Cities across the world are constantly changing and evolving faster than at any point in their history. They have become more congested, and criminal activities have soared leading to the destruction of public assets. Compounding the problems, terrorism has become a major concern that presents communities and neighbourhoods with new security problems. Faced with a wealth of challenges, which are often elusive, cities are expected to manage and control the change to allow their communities to have a standard of living that meets modern day expectations.

The terror attacks around the world reveal that most attacks are highly precise and well-coordinated, and targeted at high footfall areas to create a psychological impact along with monetary losses. Most of the citizens today are well aware of the risks and are in a state of constant anxiety about their safety and security. Hence, public safety has emerged as an important function for governments across the world.

Accordingly, the federal and state government departments responsible for internal affairs and homeland security continuously assess and monitor the internal security situation, issue appropriate advisories, share intelligence inputs, extend manpower support, and offer guidance and expertise to the state governments for the maintenance of security. This also helps in establishing infrastructure for safe cities by capitalising on features from the following distinct categories of surveillance systems:

  • Citywide police surveillance using Internet protocol (IP) based cameras, and
  • Citywide community surveillance including private and institutional surveillance for collaborative monitoring.

While the first system is becoming a standard solution for implementation to achieve the safe city vision, the latter is also gaining momentum to involve citizens and private and public institutions in collaborative monitoring. The following sections elaborate on the concept of collaborative monitoring.

 


Neel Ratan“Today, cities face a wide range of threats, ranging from terrorism and civil unrest to kidnapping and murder. To reduce the impact of these threats, it is critical for the authorities to capture real-time information on what is happening in and around the city. Therefore, there is a growing requirement for utilising the new and emerging technologies to make our cities safer. Given this background, one of the most user-friendly technologies that can play a crucial role is the extensive use of closed-circuit television (CCTV) cameras, which play a vital part in ensuring day-to-day surveillance, crime prevention and monitoring of illegal or suspicious activities. In addition to close supervision, CCTV cameras allow post-incident analysis and collection of indisputable legal evidence. While the government and legal authorities are also encouraging both public entities/ groups and individuals to adopt such progressive technologies, mapping each and every nook and corner of a city without seeking the help of its people is impossible. This formed the basis of a unique community policing initiative called ‘collaborative monitoring.’ As the very phrase suggests, collaborative monitoring is a unique tool, wherein the security and law enforcement agency takes advantage of the extensive network of surveillance cameras deployed by communities across the city as well as the cameras of other private and government establishments on a need basis. It is an extremely prudent enabler for the police department, as while they strengthen their bond with the communities, they can use any information or footage gathered from these security cameras to support investigation and the prosecution of criminals. The advantage provided by leveraging the extensive network of external cameras ensures enhanced crime monitoring through a cost-effective, widespread and scalabe model”

– Neel Ratan

 India Government Leader and Regional Managing Partner, North PwC India


 

What is collaborative monitoring?

A key enabler for a safe city is the aspect of collaborative monitoring. In cities, where every government and private establishment has realised the necessity to secure its infrastructure and establish surveillance, monitoring and incident response systems, it is important that the data gathered by these agencies is shared among them. In such cities, CCTV-based surveillance systems are being deployed by federal as well as state government agencies at places like bus stands, metros, railway stations, airports, and other critical infrastructure spots and public places. These collaborative monitoring systems can conveniently share their data in real time with security agencies of the city. Similarly, live feeds from CCTV systems deployed by private establishments such as malls, hospitals, business parks and entertainment houses can be provided to the security and law enforcement agencies, which can make effective use of the information.

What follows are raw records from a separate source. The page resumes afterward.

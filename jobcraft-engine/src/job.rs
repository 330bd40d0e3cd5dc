//! Job aggregate: leveling parameters, scaling modifiers and objectives.
use serde::{Deserialize, Serialize};
use std::collections::{BTreeMap, BTreeSet};
use std::sync::Arc;

use crate::constants::{DEFAULT_CURRENCY, EVERY_LEVEL, JOB_PERMISSION_PREFIX, MIN_XP_FACTOR};
use crate::employees::EmployeeCounter;
use crate::level_table::LevelTable;
use crate::modifier::{Limit, Modifier};
use crate::objective::JobObjective;
use crate::special_order::SpecialOrderSettings;

/// A player's relationship to a job.
#[derive(Debug, Clone, Copy, PartialEq, Eq, PartialOrd, Ord, Hash, Serialize, Deserialize)]
#[serde(rename_all = "SCREAMING_SNAKE_CASE")]
pub enum JobState {
    Primary,
    Secondary,
    Inactive,
}

impl JobState {
    pub const ALL: [Self; 3] = [Self::Primary, Self::Secondary, Self::Inactive];

    #[must_use]
    pub const fn index(self) -> usize {
        match self {
            Self::Primary => 0,
            Self::Secondary => 1,
            Self::Inactive => 2,
        }
    }

    #[must_use]
    pub const fn key(self) -> &'static str {
        match self {
            Self::Primary => "primary",
            Self::Secondary => "secondary",
            Self::Inactive => "inactive",
        }
    }

    #[must_use]
    pub const fn is_active(self) -> bool {
        !matches!(self, Self::Inactive)
    }
}

impl std::fmt::Display for JobState {
    fn fmt(&self, f: &mut std::fmt::Formatter<'_>) -> std::fmt::Result {
        f.write_str(self.key())
    }
}

/// Scalar leveling parameters, clamped to their valid minimums.
#[derive(Debug, Clone, Copy, PartialEq, Serialize, Deserialize)]
pub struct Leveling {
    pub max_level: u32,
    pub max_secondary_level: u32,
    pub initial_xp: i32,
    pub xp_factor: f64,
}

impl Leveling {
    /// Normalize raw config values: the max level and initial XP become
    /// `max(1, |x|)`, the secondary max level `max(1, x)` and the factor
    /// `max(1.0, f)`.
    #[must_use]
    pub fn normalized(max_level: i32, max_secondary_level: i32, initial_xp: i32, xp_factor: f64) -> Self {
        let positive = |value: i32| value.unsigned_abs().max(1);
        let factor = if xp_factor.is_nan() {
            MIN_XP_FACTOR
        } else {
            xp_factor.max(MIN_XP_FACTOR)
        };
        Self {
            max_level: positive(max_level),
            max_secondary_level: u32::try_from(max_secondary_level).unwrap_or(0).max(1),
            initial_xp: i32::try_from(positive(initial_xp)).unwrap_or(i32::MAX),
            xp_factor: factor,
        }
    }
}

/// Level-scaled modifiers applied to objective payouts.
#[derive(Debug, Clone, PartialEq, Serialize, Deserialize)]
pub struct JobModifiers {
    pub payment_multiplier: Modifier,
    pub xp_multiplier: Modifier,
    /// Keyed by lowercase currency id; `"*"` is the fallback.
    pub daily_payment_limits: BTreeMap<String, Modifier>,
    pub daily_xp_limit: Modifier,
}

impl Default for JobModifiers {
    fn default() -> Self {
        Self {
            payment_multiplier: Modifier::default_payment(),
            xp_multiplier: Modifier::default_xp(),
            daily_payment_limits: BTreeMap::new(),
            daily_xp_limit: Modifier::unlimited(),
        }
    }
}

/// Descriptive fields that do not affect progression math.
#[derive(Debug, Clone, PartialEq, Eq, Default, Serialize, Deserialize)]
pub struct JobProfile {
    pub name: String,
    pub description: Vec<String>,
    pub permission_required: bool,
    pub initial_state: Option<JobState>,
    pub allowed_states: BTreeSet<JobState>,
    pub disabled_worlds: BTreeSet<String>,
}

/// A profession definition. Immutable once built apart from its employee
/// counters; reloads build a replacement.
#[derive(Debug)]
pub struct Job {
    id: String,
    profile: JobProfile,
    leveling: Leveling,
    level_table: LevelTable,
    level_up_commands: BTreeMap<u32, Vec<String>>,
    modifiers: JobModifiers,
    special_orders: SpecialOrderSettings,
    objectives: BTreeMap<String, JobObjective>,
    employees: Arc<EmployeeCounter>,
}

impl Job {
    /// Assemble a job; the level table is derived here and objectives with a
    /// duplicate id replace earlier ones.
    #[must_use]
    pub fn new(
        id: &str,
        profile: JobProfile,
        leveling: Leveling,
        level_up_commands: BTreeMap<u32, Vec<String>>,
        modifiers: JobModifiers,
        special_orders: SpecialOrderSettings,
        objectives: Vec<JobObjective>,
    ) -> Self {
        let leveling = Leveling::normalized(
            i32::try_from(leveling.max_level).unwrap_or(i32::MAX),
            i32::try_from(leveling.max_secondary_level).unwrap_or(i32::MAX),
            leveling.initial_xp,
            leveling.xp_factor,
        );
        let level_table =
            LevelTable::build(leveling.max_level, leveling.initial_xp, leveling.xp_factor);
        let mut profile = profile;
        profile.disabled_worlds = profile
            .disabled_worlds
            .iter()
            .map(|world| world.to_lowercase())
            .collect();
        let modifiers = JobModifiers {
            daily_payment_limits: modifiers
                .daily_payment_limits
                .into_iter()
                .map(|(currency, limit)| (currency.to_lowercase(), limit))
                .collect(),
            ..modifiers
        };
        let objectives = objectives
            .into_iter()
            .map(|objective| (objective.id().to_string(), objective))
            .collect();
        Self {
            id: id.trim().to_lowercase(),
            profile,
            leveling,
            level_table,
            level_up_commands,
            modifiers,
            special_orders,
            objectives,
            employees: Arc::default(),
        }
    }

    #[must_use]
    pub fn id(&self) -> &str {
        &self.id
    }

    #[must_use]
    pub const fn profile(&self) -> &JobProfile {
        &self.profile
    }

    #[must_use]
    pub fn name(&self) -> &str {
        &self.profile.name
    }

    #[must_use]
    pub const fn leveling(&self) -> Leveling {
        self.leveling
    }

    #[must_use]
    pub const fn level_table(&self) -> &LevelTable {
        &self.level_table
    }

    #[must_use]
    pub const fn modifiers(&self) -> &JobModifiers {
        &self.modifiers
    }

    #[must_use]
    pub const fn special_orders(&self) -> &SpecialOrderSettings {
        &self.special_orders
    }

    #[must_use]
    pub fn employees(&self) -> &EmployeeCounter {
        &self.employees
    }

    /// Adopt the counters of the job this one replaces, so updates made
    /// through either snapshot land in the same place.
    #[must_use]
    pub(crate) fn sharing_employees_with(mut self, previous: &Self) -> Self {
        self.employees = Arc::clone(&previous.employees);
        self
    }

    #[must_use]
    pub const fn level_up_command_table(&self) -> &BTreeMap<u32, Vec<String>> {
        &self.level_up_commands
    }

    /// Permission node required when the job is permission-gated.
    #[must_use]
    pub fn permission_node(&self) -> String {
        format!("{JOB_PERMISSION_PREFIX}{}", self.id)
    }

    /// Whether a player may use this job given whether they hold its permission.
    #[must_use]
    pub const fn is_permitted(&self, has_permission: bool) -> bool {
        !self.profile.permission_required || has_permission
    }

    #[must_use]
    pub fn is_allowed_state(&self, state: JobState) -> bool {
        self.profile.allowed_states.contains(&state)
    }

    #[must_use]
    pub fn initial_state(&self) -> JobState {
        self.profile.initial_state.unwrap_or(JobState::Inactive)
    }

    #[must_use]
    pub fn is_good_world(&self, world: &str) -> bool {
        !self.profile.disabled_worlds.contains(&world.to_lowercase())
    }

    #[must_use]
    pub const fn max_level_for(&self, state: JobState) -> u32 {
        match state {
            JobState::Primary => self.leveling.max_level,
            JobState::Secondary | JobState::Inactive => self.leveling.max_secondary_level,
        }
    }

    #[must_use]
    pub fn xp_to_level(&self, level: u32) -> i32 {
        self.level_table.xp_to_level(level)
    }

    #[must_use]
    pub fn payment_multiplier(&self, level: u32) -> f64 {
        self.modifiers.payment_multiplier.value(level)
    }

    #[must_use]
    pub fn xp_multiplier(&self, level: u32) -> f64 {
        self.modifiers.xp_multiplier.value(level)
    }

    /// Daily payment cap for a currency, falling back to the `"*"` entry.
    #[must_use]
    pub fn daily_payment_limit(&self, currency: &str, level: u32) -> Limit {
        let limits = &self.modifiers.daily_payment_limits;
        limits
            .get(&currency.to_lowercase())
            .or_else(|| limits.get(DEFAULT_CURRENCY))
            .map_or(Limit::Unlimited, |modifier| modifier.limit(level))
    }

    #[must_use]
    pub fn daily_xp_limit(&self, level: u32) -> Limit {
        self.modifiers.daily_xp_limit.limit(level)
    }

    /// Commands for reaching `level`: every-level commands first, then the
    /// level-specific ones.
    #[must_use]
    pub fn level_up_commands(&self, level: u32) -> Vec<String> {
        let every = self.level_up_commands.get(&EVERY_LEVEL);
        let exact = (level != EVERY_LEVEL)
            .then(|| self.level_up_commands.get(&level))
            .flatten();
        every
            .into_iter()
            .chain(exact)
            .flatten()
            .cloned()
            .collect()
    }

    #[must_use]
    pub const fn objective_map(&self) -> &BTreeMap<String, JobObjective> {
        &self.objectives
    }

    pub fn objectives(&self) -> impl Iterator<Item = &JobObjective> {
        self.objectives.values()
    }

    #[must_use]
    pub fn objective(&self, id: &str) -> Option<&JobObjective> {
        self.objectives.get(&id.to_lowercase())
    }

    pub fn objectives_by_work<'a>(
        &'a self,
        work_id: &'a str,
    ) -> impl Iterator<Item = &'a JobObjective> + 'a {
        self.objectives
            .values()
            .filter(move |objective| objective.is_work(work_id))
    }

    /// First objective scoring an action of `work_id` on `object`.
    #[must_use]
    pub fn objective_for(&self, work_id: &str, object: &str) -> Option<&JobObjective> {
        self.objectives
            .values()
            .find(|objective| objective.is_objective(work_id, object))
    }
}

#[cfg(test)]
pub(crate) mod tests {
    use super::*;
    use crate::range::UniInt;

    pub(crate) fn sample_job(objectives: Vec<JobObjective>) -> Job {
        let mut commands = BTreeMap::new();
        commands.insert(0, vec!["eco give %player% 250".to_string()]);
        commands.insert(5, vec!["broadcast %player% reached 5".to_string()]);
        let mut limits = BTreeMap::new();
        limits.insert("Vault".to_string(), Modifier::add(1000.0, 100.0, 1.0));
        limits.insert("*".to_string(), Modifier::add(50.0, 0.0, 1.0));
        Job::new(
            "Miner",
            JobProfile {
                name: "Miner".to_string(),
                allowed_states: JobState::ALL.into_iter().collect(),
                disabled_worlds: BTreeSet::from(["Nether_Test".to_string()]),
                ..JobProfile::default()
            },
            Leveling::normalized(10, 4, 100, 2.0),
            commands,
            JobModifiers {
                daily_payment_limits: limits,
                ..JobModifiers::default()
            },
            SpecialOrderSettings {
                objectives_amount: UniInt::of(1, 2),
                ..SpecialOrderSettings::default()
            },
            objectives,
        )
    }

    #[test]
    fn leveling_values_are_clamped() {
        let leveling = Leveling::normalized(0, -5, -300, 0.5);
        assert_eq!(leveling.max_level, 1);
        assert_eq!(leveling.max_secondary_level, 1);
        assert_eq!(Leveling::normalized(10, 7, 100, 1.0).max_secondary_level, 7);
        assert_eq!(Leveling::normalized(-10, -5, 100, 1.0).max_level, 10);
        assert_eq!(leveling.initial_xp, 300);
        assert!((leveling.xp_factor - 1.0).abs() < f64::EPSILON);
    }

    #[test]
    fn max_level_depends_on_state() {
        let job = sample_job(Vec::new());
        assert_eq!(job.max_level_for(JobState::Primary), 10);
        assert_eq!(job.max_level_for(JobState::Secondary), 4);
        assert_eq!(job.max_level_for(JobState::Inactive), 4);
    }

    #[test]
    fn xp_lookup_follows_table() {
        let job = sample_job(Vec::new());
        assert_eq!(job.xp_to_level(0), 100);
        assert_eq!(job.xp_to_level(1), 100);
        assert_eq!(job.xp_to_level(3), 400);
        assert_eq!(job.xp_to_level(99), job.xp_to_level(10));
    }

    #[test]
    fn payment_limits_fall_back_to_default_currency() {
        let job = sample_job(Vec::new());
        assert_eq!(job.daily_payment_limit("VAULT", 2), Limit::Limited(1200.0));
        assert_eq!(job.daily_payment_limit("gems", 2), Limit::Limited(50.0));
        assert_eq!(job.daily_xp_limit(7), Limit::Unlimited);
    }

    #[test]
    fn payment_limits_without_any_entry_are_unlimited() {
        let job = Job::new(
            "bare",
            JobProfile::default(),
            Leveling::normalized(1, 1, 1, 1.0),
            BTreeMap::new(),
            JobModifiers::default(),
            SpecialOrderSettings::default(),
            Vec::new(),
        );
        assert_eq!(job.daily_payment_limit("vault", 1), Limit::Unlimited);
    }

    #[test]
    fn level_up_commands_put_catch_all_first() {
        let job = sample_job(Vec::new());
        assert_eq!(
            job.level_up_commands(5),
            vec![
                "eco give %player% 250".to_string(),
                "broadcast %player% reached 5".to_string(),
            ]
        );
        assert_eq!(job.level_up_commands(3).len(), 1);
    }

    #[test]
    fn worlds_and_states_are_checked() {
        let job = sample_job(Vec::new());
        assert!(!job.is_good_world("nether_test"));
        assert!(job.is_good_world("overworld"));
        assert!(job.is_allowed_state(JobState::Secondary));
        assert_eq!(job.permission_node(), "jobcraft.job.miner");
        assert!(job.is_permitted(false));
    }

    #[test]
    fn objectives_are_found_case_insensitively() {
        let job = sample_job(vec![
            JobObjective::new("Ores", "block_break", ["iron_ore"]),
            JobObjective::new("fish", "fishing", ["*"]),
        ]);
        assert!(job.objective("ORES").is_some());
        assert_eq!(
            job.objective_for("FISHING", "salmon").map(JobObjective::id),
            Some("fish")
        );
        assert_eq!(job.objectives_by_work("block_break").count(), 1);
    }
}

Leveraging the extensive network of external cameras ensures additional eyes are monitoring crime. In addition, the higher penetration of cameras helps in lowering costs.

Why collaborative monitoring?

In her famous work ‘Participation and Democratic Theory,’ Carole Pateman, the renowned political theorist, advocated a greater role for common people in Safe Cities: Collaborative Monitoringdemocratic selfrule and argued that development projects are more effective when beneficiaries have a role in the way projects are chosen, planned, implemented and evaluated. Giving citizens a role in initiatives designed for their benefit is considered to be an ideal way to ensure the sustainability and success of any project.

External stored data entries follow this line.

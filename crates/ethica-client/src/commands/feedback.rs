use ethica_shared::{Message, RecordId};
use tracing::{debug, error, info, warn};

use crate::error::Result;
use crate::events::{emit_notice, Notice, NoticeSink};
use crate::state::{lock_session, SharedSession};
use crate::transport::ApplicationApi;

/// Post feedback to the thread of `status_id`.
///
/// The message shows up immediately with a `sending...` marker. It is
/// swapped for the server's copy once confirmed, or taken back out (with an
/// error notice) if the request fails. Either way the settled mutation is
/// dropped from the ledger.
pub async fn send_feedback<A, N>(
    state: &SharedSession,
    api: &A,
    notices: &N,
    status_id: &RecordId,
    body: &str,
) -> Result<Message>
where
    A: ApplicationApi,
    N: NoticeSink + ?Sized,
{
    let (application_id, local_id, ttl) = {
        let mut session = lock_session(state)?;
        let local_id = session.begin_feedback(status_id, body)?;
        (session.application_id().clone(), local_id, session.notice_ttl())
    };
    info!(status = %status_id, local = %local_id, "Sending feedback");

    match api.send_message(&application_id, status_id, body).await {
        Ok(confirmed) => {
            let mut session = lock_session(state)?;
            let changed = session.confirm_feedback(local_id, confirmed.clone())?;
            let pruned = session.prune_settled();
            debug!(local = %local_id, id = ?confirmed.id, changed, pruned, "Feedback confirmed");
            Ok(confirmed)
        }
        Err(e) => {
            warn!(local = %local_id, error = %e, "Feedback send failed, rolling back");
            match lock_session(state) {
                Ok(mut session) => {
                    if let Err(rollback) = session.fail_feedback(local_id) {
                        error!(local = %local_id, error = %rollback, "Rollback failed");
                    }
                    session.prune_settled();
                }
                Err(lock) => error!(error = %lock, "Rollback skipped"),
            }
            emit_notice(notices, Notice::error("Failed to send feedback", ttl));
            Err(e)
        }
    }
}

#[cfg(test)]
mod tests {
    use ethica_shared::protocol::{FeedbackUpdated, PushEnvelope, PushEvent, Topic};
    use ethica_shared::{ApplicationPatch, Delivery, MessageId};

    use super::*;
    use crate::commands::testing::{shared_session, FakeApi};
    use crate::error::ClientError;
    use crate::events::{ChannelNotices, NoticeLevel};
    use crate::state::SharedSession;

    fn thread(state: &SharedSession, status: usize) -> Vec<Message> {
        lock_session(state).unwrap().snapshot().statuses[status]
            .messages
            .to_vec()
    }

    #[tokio::test]
    async fn test_confirmed_send_replaces_pending_message() {
        let state = shared_session();
        let (notices, mut notice_rx) = ChannelNotices::new();

        let sent = send_feedback(
            &state,
            &FakeApi::online(),
            &notices,
            &RecordId::from("s2"),
            "Uploaded the revised protocol",
        )
        .await
        .unwrap();

        let messages = thread(&state, 1);
        assert_eq!(messages.len(), 1);
        assert_eq!(messages[0].id, sent.id);
        assert_eq!(messages[0].delivery, Delivery::Sent);
        assert!(thread(&state, 0).is_empty());
        assert!(notice_rx.try_recv().is_err());
        assert!(lock_session(&state).unwrap().ledger().is_empty());
    }

    #[tokio::test]
    async fn test_repeated_sends_do_not_grow_ledger() {
        let state = shared_session();
        let (notices, _rx) = ChannelNotices::new();
        let status = RecordId::from("s1");

        for body in ["First", "Second", "Third"] {
            send_feedback(&state, &FakeApi::online(), &notices, &status, body)
                .await
                .unwrap();
        }
        send_feedback(&state, &FakeApi::offline(), &notices, &status, "Lost")
            .await
            .unwrap_err();

        assert!(lock_session(&state).unwrap().ledger().is_empty());
    }

    #[tokio::test]
    async fn test_failed_send_rolls_back() {
        let state = shared_session();
        let before = lock_session(&state).unwrap().snapshot();
        let (notices, mut notice_rx) = ChannelNotices::new();

        let err = send_feedback(
            &state,
            &FakeApi::offline(),
            &notices,
            &RecordId::from("s2"),
            "Hello",
        )
        .await
        .unwrap_err();

        assert!(matches!(err, ClientError::Transport(_)));
        assert!(thread(&state, 1).is_empty());
        assert_eq!(*lock_session(&state).unwrap().snapshot(), *before);

        let notice = notice_rx.recv().await.unwrap();
        assert_eq!(notice.level, NoticeLevel::Error);

        assert!(lock_session(&state).unwrap().ledger().is_empty());
    }

    #[tokio::test]
    async fn test_unknown_status_sends_nothing() {
        let state = shared_session();
        let api = FakeApi::online();
        let (notices, _rx) = ChannelNotices::new();

        let err = send_feedback(&state, &api, &notices, &RecordId::from("s9"), "Hi")
            .await
            .unwrap_err();
        assert!(matches!(err, ClientError::UnknownStatus(_)));
        assert_eq!(api.calls(), 0);
    }

    /// Backend whose push for the new message lands before the HTTP answer.
    struct RacingApi {
        inner: FakeApi,
        state: SharedSession,
    }

    impl ApplicationApi for RacingApi {
        async fn send_message(
            &self,
            application_id: &RecordId,
            status_id: &RecordId,
            body: &str,
        ) -> Result<Message> {
            let message = self.inner.send_message(application_id, status_id, body).await?;
            let push = PushEnvelope::new(
                &Topic::for_application(application_id),
                PushEvent::SendAndUpdateFeedback(FeedbackUpdated {
                    message_thread: message.clone(),
                    message: None,
                }),
            );
            lock_session(&self.state)?.apply_push(&push);
            Ok(message)
        }

        async fn update_application(
            &self,
            application_id: &RecordId,
            patch: &ApplicationPatch,
        ) -> Result<ethica_shared::protocol::ActionResponse> {
            self.inner.update_application(application_id, patch).await
        }

        async fn fetch_application(
            &self,
            application_id: &RecordId,
        ) -> Result<ethica_shared::Application> {
            self.inner.fetch_application(application_id).await
        }

        async fn fetch_page(
            &self,
            page: u32,
            per_page: u32,
        ) -> Result<ethica_shared::protocol::ApplicationPage> {
            self.inner.fetch_page(page, per_page).await
        }
    }

    #[tokio::test]
    async fn test_push_before_response_leaves_single_copy() {
        let state = shared_session();
        let api = RacingApi {
            inner: FakeApi::online(),
            state: state.clone(),
        };
        let (notices, _rx) = ChannelNotices::new();

        send_feedback(&state, &api, &notices, &RecordId::from("s1"), "Thanks")
            .await
            .unwrap();

        let messages = thread(&state, 0);
        assert_eq!(messages.len(), 1);
        assert_eq!(messages[0].id, MessageId::from(RecordId::from("m1")));
        assert!(!messages[0].id.is_pending());

        assert_eq!(lock_session(&state).unwrap().ledger().pending_count(), 0);
    }
}
use thiserror::Error;

#[derive(Error, Debug)]
pub enum EthicaError {
    #[error("Serialization error: {0}")]
    Serialization(#[from] serde_json::Error),

    #[error("Invalid topic: {0}")]
    InvalidTopic(String),

    #[error("Protocol error: {0}")]
    Protocol(String),
}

Many cities across the world have surveillance systems deployed by multiple public and private establishments. These cities are using the collaborative framework to receive video feeds from these systems to ensure real-time responses and as an invaluable source of crime detection and evidence for the law enforcement departments.

For an instance, the British Security Industry Authority (BSIA) estimated that there are up to 4.9 million CCTV cameras in the UK including 7,50,000 in ‘sensitive locations’ such as schools, hospitals and care homes. This translates to one camera for every 14 people in the UK.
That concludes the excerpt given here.